The measurement of a shrine is not seen in its immediacy, but it's seen in its history as it develops. If a shrine produces a saint or great, dedicated social leaders in the church, then it's going to be known by its fruits, and certainly (at) the shrine there have been very many dedicated people who have offered their time, their talents, their resources in order to say something about the presence of God in the life of this Catholic church. So that can only be applauded, I think. You're going to do something beautiful for God. I applaud you for doing that.

Q: Can you talk about how you see the Holy Spirit moving in this diocese, in this pastoral plan and elsewhere in the diocese? I don't know if you can speak to that?
A: That's your best question. The rest of the questions can be filled with basically statistics and demographics, but the question of the Spirit is the ultimate question, and what I see immediately is, I see people who are dedicated and committed to serve the viability of the sacredness of the church and to present, if you want, a plan which will somehow envision doing that.

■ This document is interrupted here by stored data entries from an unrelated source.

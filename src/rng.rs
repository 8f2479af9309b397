/// Deterministic mulberry32-style generator. Every random decision in the
/// engine flows through one of these so that a seed fully determines a run.
#[derive(Clone, Debug, PartialEq, Eq)]
pub struct Rng {
    seed: u32,
}

impl Rng {
    pub fn new(seed: u32) -> Self {
        Self { seed }
    }

    /// Independent stream derived from a base seed, used to give each ghost
    /// its own private sequence.
    pub fn stream(seed: u32, stream: u32) -> Self {
        Self::new(seed ^ stream.wrapping_add(1).wrapping_mul(0x9e37_79b9))
    }

    pub fn next_f32(&mut self) -> f32 {
        self.seed = self.seed.wrapping_add(0x6d2b_79f5);
        let mut t = self.seed;
        t = (t ^ (t >> 15)).wrapping_mul(t | 1);
        t ^= t.wrapping_add((t ^ (t >> 7)).wrapping_mul(t | 61));
        let out = t ^ (t >> 14);
        (out as f64 / 4_294_967_296.0) as f32
    }

    pub fn chance(&mut self, probability: f32) -> bool {
        self.next_f32() < probability
    }

    pub fn pick_index(&mut self, len: usize) -> usize {
        if len <= 1 {
            return 0;
        }
        (self.next_f32() * len as f32).floor().min((len - 1) as f32) as usize
    }
}

#[cfg(test)]
mod tests {
    use super::*;

    #[test]
    fn same_seed_yields_same_sequence() {
        let mut a = Rng::new(42);
        let mut b = Rng::new(42);
        for _ in 0..100 {
            assert_eq!(a.next_f32().to_bits(), b.next_f32().to_bits());
        }
    }

    #[test]
    fn output_stays_in_unit_interval() {
        let mut rng = Rng::new(7);
        for _ in 0..1_000 {
            let value = rng.next_f32();
            assert!((0.0..1.0).contains(&value));
        }
    }

    #[test]
    fn pick_index_stays_in_range() {
        let mut rng = Rng::new(99);
        for len in 1..20usize {
            for _ in 0..50 {
                assert!(rng.pick_index(len) < len);
            }
        }
        assert_eq!(rng.pick_index(0), 0);
    }

    #[test]
    fn streams_diverge_from_base_seed() {
        let mut base = Rng::new(1234);
        let mut s0 = Rng::stream(1234, 0);
        let mut s1 = Rng::stream(1234, 1);
        let draws: Vec<u32> = (0..8).map(|_| base.next_f32().to_bits()).collect();
        let draws0: Vec<u32> = (0..8).map(|_| s0.next_f32().to_bits()).collect();
        let draws1: Vec<u32> = (0..8).map(|_| s1.next_f32().to_bits()).collect();
        assert_ne!(draws, draws0);
        assert_ne!(draws0, draws1);
    }

    #[test]
    fn chance_is_monotone_in_probability() {
        let mut rng = Rng::new(5);
        let mut hits = 0;
        for _ in 0..1_000 {
            if rng.chance(0.1) {
                hits += 1;
            }
        }
        assert!(hits > 30 && hits < 250, "hits={hits}");
    }
}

And talking in terms of the movement of the Spirit, it's already people who understand how vitally important the sacraments are and how that presentation of Christ in the community is. How important worship is every Sunday, and taking a look and trying to be inspired as ways of calling people together to be able to do that. And that's the movement of the spirit.One of the things I was told immediately by a lot of the committee members was when the plan was presented, usually you expect the plan to meet tremendous resistance. ? Instead, it was met with, “Is this for the betterment of our whole Catholic community?” And that's the movement of the Spirit.
The Spirit looks beyond my own particular needs and looks to the aspect of the fact that we're being drawn together and being pulled together to formulate the body of Christ for the world. That sense, I think, although maybe not articulated, was the sense that a lot of our committee members had in relationship to the Catholics who attended a lot of these meetings. That they were looking at how can we embrace a plan that will help us to do the things necessary to continue to provide both the sacraments, church and church community, and worship for our larger Catholic community.That's movement of the Spirit. That's movement of the Spirit.